* **TASK PROMPT**: Only a number is wanted: how many lines in these records contain the word "disabled"?

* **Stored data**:
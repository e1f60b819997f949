//! Authentication manager implementation.

use super::{
    errors::{AuthError, AuthResult},
    models::{AccessTokenClaims, User},
};
use argon2::{
    Argon2,
    password_hash::{PasswordHash, PasswordHasher, PasswordVerifier, SaltString, rand_core::OsRng},
};
use chrono::{Duration, Utc};
use jsonwebtoken::{DecodingKey, EncodingKey, Header, Validation, decode, encode};
use sqlx::{PgPool, Row};
use std::sync::Arc;

/// Authentication manager
#[derive(Clone)]
pub struct AuthManager {
    pool: Arc<PgPool>,
    pepper: String,
    jwt_secret: String,
    access_token_duration: Duration,
}

impl AuthManager {
    /// Create a new authentication manager
    ///
    /// # Arguments
    ///
    /// * `pool` - Database connection pool
    /// * `pepper` - Server-side pepper for password hashing
    /// * `jwt_secret` - Secret key for JWT signing
    /// * `token_hours` - Access token lifetime in hours
    ///
    /// # Returns
    ///
    /// * `AuthManager` - New authentication manager instance
    pub fn new(pool: Arc<PgPool>, pepper: String, jwt_secret: String, token_hours: i64) -> Self {
        Self {
            pool,
            pepper,
            jwt_secret,
            access_token_duration: Duration::hours(token_hours),
        }
    }

    /// Login with email and password
    ///
    /// # Arguments
    ///
    /// * `email` - Account email
    /// * `password` - Plain text password
    ///
    /// # Returns
    ///
    /// * `AuthResult<(User, String)>` - User and signed access token
    ///
    /// # Errors
    ///
    /// * `AuthError::UserNotFound` - No account with this email
    /// * `AuthError::InvalidPassword` - Incorrect password
    /// * `AuthError::InactiveUser` - Account disabled
    pub async fn login(&self, email: &str, password: &str) -> AuthResult<(User, String)> {
        let row = sqlx::query(
            r#"
            SELECT u.id::BIGINT AS id, u.nombre, u.apellido, u.email, u.telefono,
                   u.password_hash, u.activo, u.rol_id::BIGINT AS rol_id,
                   r.nombre AS rol_nombre
            FROM usuarios u
            INNER JOIN roles r ON u.rol_id = r.id
            WHERE u.email = $1
            "#,
        )
        .bind(email.trim())
        .fetch_optional(self.pool.as_ref())
        .await?
        .ok_or(AuthError::UserNotFound)?;

        let password_hash: String = row.try_get("password_hash")?;
        let user = User {
            id: row.try_get("id")?,
            name: row.try_get("nombre")?,
            last_name: row.try_get("apellido")?,
            email: row.try_get("email")?,
            phone: row.try_get("telefono")?,
            role_id: row.try_get("rol_id")?,
            role: row.try_get("rol_nombre")?,
            active: row.try_get("activo")?,
        };

        self.check_credentials(&user, password, &password_hash)?;
        let token = self.issue_access_token(&user)?;
        log::info!("User {} logged in", user.id);

        Ok((user, token))
    }

    /// Password first, then account state, so a disabled account is only
    /// revealed to someone who knows its password.
    fn check_credentials(&self, user: &User, password: &str, password_hash: &str) -> AuthResult<()> {
        self.verify_password(password, password_hash)?;
        if !user.active {
            return Err(AuthError::InactiveUser);
        }
        Ok(())
    }

    /// Issue a signed access token for a user
    pub fn issue_access_token(&self, user: &User) -> AuthResult<String> {
        let now = Utc::now();
        let claims = AccessTokenClaims {
            sub: user.id,
            email: user.email.clone(),
            role: user.role.clone(),
            exp: (now + self.access_token_duration).timestamp(),
            iat: now.timestamp(),
        };

        let token = encode(
            &Header::default(),
            &claims,
            &EncodingKey::from_secret(self.jwt_secret.as_bytes()),
        )?;

        Ok(token)
    }

    /// Verify an access token
    ///
    /// # Arguments
    ///
    /// * `token` - JWT access token
    ///
    /// # Returns
    ///
    /// * `AuthResult<AccessTokenClaims>` - Decoded claims or error
    pub fn verify_access_token(&self, token: &str) -> AuthResult<AccessTokenClaims> {
        let token_data = decode::<AccessTokenClaims>(
            token,
            &DecodingKey::from_secret(self.jwt_secret.as_bytes()),
            &Validation::default(),
        )?;

        Ok(token_data.claims)
    }

    /// Hash password with Argon2id + pepper
    pub fn hash_password(&self, password: &str) -> AuthResult<String> {
        let peppered = format!("{}{}", password, self.pepper);
        let salt = SaltString::generate(&mut OsRng);
        let argon2 = Argon2::default();

        Ok(argon2
            .hash_password(peppered.as_bytes(), &salt)
            .map_err(|_| AuthError::HashingFailed)?
            .to_string())
    }

    /// Verify password against hash
    fn verify_password(&self, password: &str, hash: &str) -> AuthResult<()> {
        let peppered = format!("{}{}", password, self.pepper);
        let parsed_hash = PasswordHash::new(hash).map_err(|_| AuthError::InvalidPassword)?;
        let argon2 = Argon2::default();

        argon2
            .verify_password(peppered.as_bytes(), &parsed_hash)
            .map_err(|_| AuthError::InvalidPassword)
    }
}

#[cfg(test)]
mod tests {
    use super::*;
    use sqlx::postgres::PgPoolOptions;

    const SECRET: &str = "test_jwt_secret_that_is_long_enough_123";

    fn manager(pepper: &str, token_hours: i64) -> AuthManager {
        let pool = PgPoolOptions::new()
            .connect_lazy("postgres://postgres@localhost/unused")
            .unwrap();
        AuthManager::new(
            Arc::new(pool),
            pepper.to_string(),
            SECRET.to_string(),
            token_hours,
        )
    }

    fn user(active: bool) -> User {
        User {
            id: 7,
            name: "Lucia".to_string(),
            last_name: Some("Mamani".to_string()),
            email: "lucia@example.com".to_string(),
            phone: None,
            role_id: 2,
            role: "organizador".to_string(),
            active,
        }
    }

    #[tokio::test]
    async fn test_password_roundtrip_with_pepper() {
        let auth = manager("pepper_value_16chars", 24);
        let hash = auth.hash_password("Secret123").unwrap();

        assert!(hash.starts_with("$argon2"));
        assert!(auth.check_credentials(&user(true), "Secret123", &hash).is_ok());
        assert!(matches!(
            auth.check_credentials(&user(true), "secret123", &hash),
            Err(AuthError::InvalidPassword)
        ));

        let other_pepper = manager("another_pepper_16ch", 24);
        assert!(matches!(
            other_pepper.check_credentials(&user(true), "Secret123", &hash),
            Err(AuthError::InvalidPassword)
        ));
    }

    #[tokio::test]
    async fn test_inactive_user_rejected_after_password_check() {
        let auth = manager("pepper_value_16chars", 24);
        let hash = auth.hash_password("Secret123").unwrap();

        assert!(matches!(
            auth.check_credentials(&user(false), "Secret123", &hash),
            Err(AuthError::InactiveUser)
        ));
        assert!(matches!(
            auth.check_credentials(&user(false), "wrong", &hash),
            Err(AuthError::InvalidPassword)
        ));
    }

    #[tokio::test]
    async fn test_token_roundtrip() {
        let auth = manager("pepper_value_16chars", 24);
        let token = auth.issue_access_token(&user(true)).unwrap();
        let claims = auth.verify_access_token(&token).unwrap();

        assert_eq!(claims.sub, 7);
        assert_eq!(claims.email, "lucia@example.com");
        assert_eq!(claims.role, "organizador");
        assert_eq!(claims.exp - claims.iat, 24 * 3600);
    }

    #[tokio::test]
    async fn test_expired_token_rejected() {
        // Past the default 60s leeway
        let auth = manager("pepper_value_16chars", -1);
        let token = auth.issue_access_token(&user(true)).unwrap();
        assert!(matches!(
            auth.verify_access_token(&token),
            Err(AuthError::JwtError(_))
        ));
    }

    #[tokio::test]
    async fn test_token_signed_with_other_secret_rejected() {
        let auth = manager("pepper_value_16chars", 24);
        let pool = PgPoolOptions::new()
            .connect_lazy("postgres://postgres@localhost/unused")
            .unwrap();
        let other = AuthManager::new(
            Arc::new(pool),
            "pepper_value_16chars".to_string(),
            "a_completely_different_secret_value_xyz".to_string(),
            24,
        );

        let token = other.issue_access_token(&user(true)).unwrap();
        assert!(auth.verify_access_token(&token).is_err());
        assert!(auth.verify_access_token("not.a.token").is_err());
    }
}
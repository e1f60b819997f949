//! Structured logging configuration.
//!
//! Installs a `tracing` subscriber that also receives the `log` records
//! emitted by the `league` library.

use tracing_subscriber::{EnvFilter, layer::SubscriberExt, util::SubscriberInitExt};

/// Initialize structured logging
///
/// Log levels are read from `RUST_LOG`, defaulting to `info,sqlx=warn`.
///
/// # Example
///
/// ```no_run
/// use league_server::logging;
///
/// #[tokio::main]
/// async fn main() {
///     logging::init();
///     tracing::info!("Server starting");
/// }
/// ```
pub fn init() {
    let env_filter =
        EnvFilter::try_from_default_env().unwrap_or_else(|_| EnvFilter::new("info,sqlx=warn"));

    let fmt_layer = tracing_subscriber::fmt::layer()
        .with_target(true)
        .with_thread_ids(true)
        .with_line_number(true);

    tracing_subscriber::registry()
        .with(env_filter)
        .with(fmt_layer)
        .init();

    tracing::info!("Structured logging initialized");
}

/// Log security event with structured data
///
/// # Arguments
///
/// * `event_type` - Type of security event
/// * `user_id` - Optional user ID
/// * `message` - Event message
pub fn log_security_event(event_type: &str, user_id: Option<i64>, message: &str) {
    tracing::warn!(
        event_type = event_type,
        user_id = user_id,
        "SECURITY: {}",
        message
    );
}

/// Log the outcome of a report request
///
/// Slow reports are raised to `warn`.
///
/// # Arguments
///
/// * `report` - Report kind and format, e.g. `fixture/pdf`
/// * `target_id` - Tournament or team id
/// * `duration_ms` - Generation time in milliseconds
/// * `outcome` - `ok` or the error class
pub fn log_report(report: &str, target_id: i64, duration_ms: u64, outcome: &str) {
    if duration_ms > 2000 {
        tracing::warn!(
            report = report,
            target_id = target_id,
            duration_ms = duration_ms,
            outcome = outcome,
            "PERFORMANCE: Slow report"
        );
    } else {
        tracing::debug!(
            report = report,
            target_id = target_id,
            duration_ms = duration_ms,
            outcome = outcome,
            "Report request finished"
        );
    }
}
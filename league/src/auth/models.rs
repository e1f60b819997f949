//! Authentication data models.

use serde::{Deserialize, Serialize};

/// User ID type
pub type UserId = i64;

/// Authenticated user, as returned to clients
#[derive(Debug, Clone, PartialEq, Eq, Serialize, Deserialize)]
pub struct User {
    pub id: UserId,
    pub name: String,
    pub last_name: Option<String>,
    pub email: String,
    pub phone: Option<String>,
    pub role_id: i64,
    pub role: String,
    #[serde(skip_serializing)]
    pub active: bool,
}

/// User login request
#[derive(Debug, Clone, Serialize, Deserialize)]
pub struct LoginRequest {
    pub email: String,
    pub password: String,
}

/// JWT claims for access token
#[derive(Debug, Clone, PartialEq, Eq, Serialize, Deserialize)]
pub struct AccessTokenClaims {
    pub sub: UserId,           // User ID
    pub email: String,
    pub role: String,
    pub exp: i64,              // Expiration timestamp
    pub iat: i64,              // Issued at timestamp
}
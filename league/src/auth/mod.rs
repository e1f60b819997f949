//! Authentication module providing login and access token verification.
//!
//! This module implements:
//! - Argon2id password hashing with server-side pepper
//! - HS256 JWT access tokens carrying user id, email and role
//!
//! ## Example
//!
//! ```no_run
//! use league::auth::AuthManager;
//! use league::db::Database;
//! use std::sync::Arc;
//!
//! #[tokio::main]
//! async fn main() -> Result<(), Box<dyn std::error::Error>> {
//!     let db = Database::new(&Default::default()).await?;
//!     let auth = AuthManager::new(
//!         Arc::new(db.pool().clone()),
//!         "secret_pepper".to_string(),
//!         "jwt_secret".to_string(),
//!         24,
//!     );
//!
//!     let (user, token) = auth.login("admin@example.com", "Secret123").await?;
//!     println!("Logged in {} with token {}", user.email, token);
//!     Ok(())
//! }
//! ```

pub mod errors;
pub mod manager;
pub mod models;

pub use errors::{AuthError, AuthResult};
pub use manager::AuthManager;
pub use models::{AccessTokenClaims, LoginRequest, User, UserId};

* **ANSWER FOR THE TASK**: 2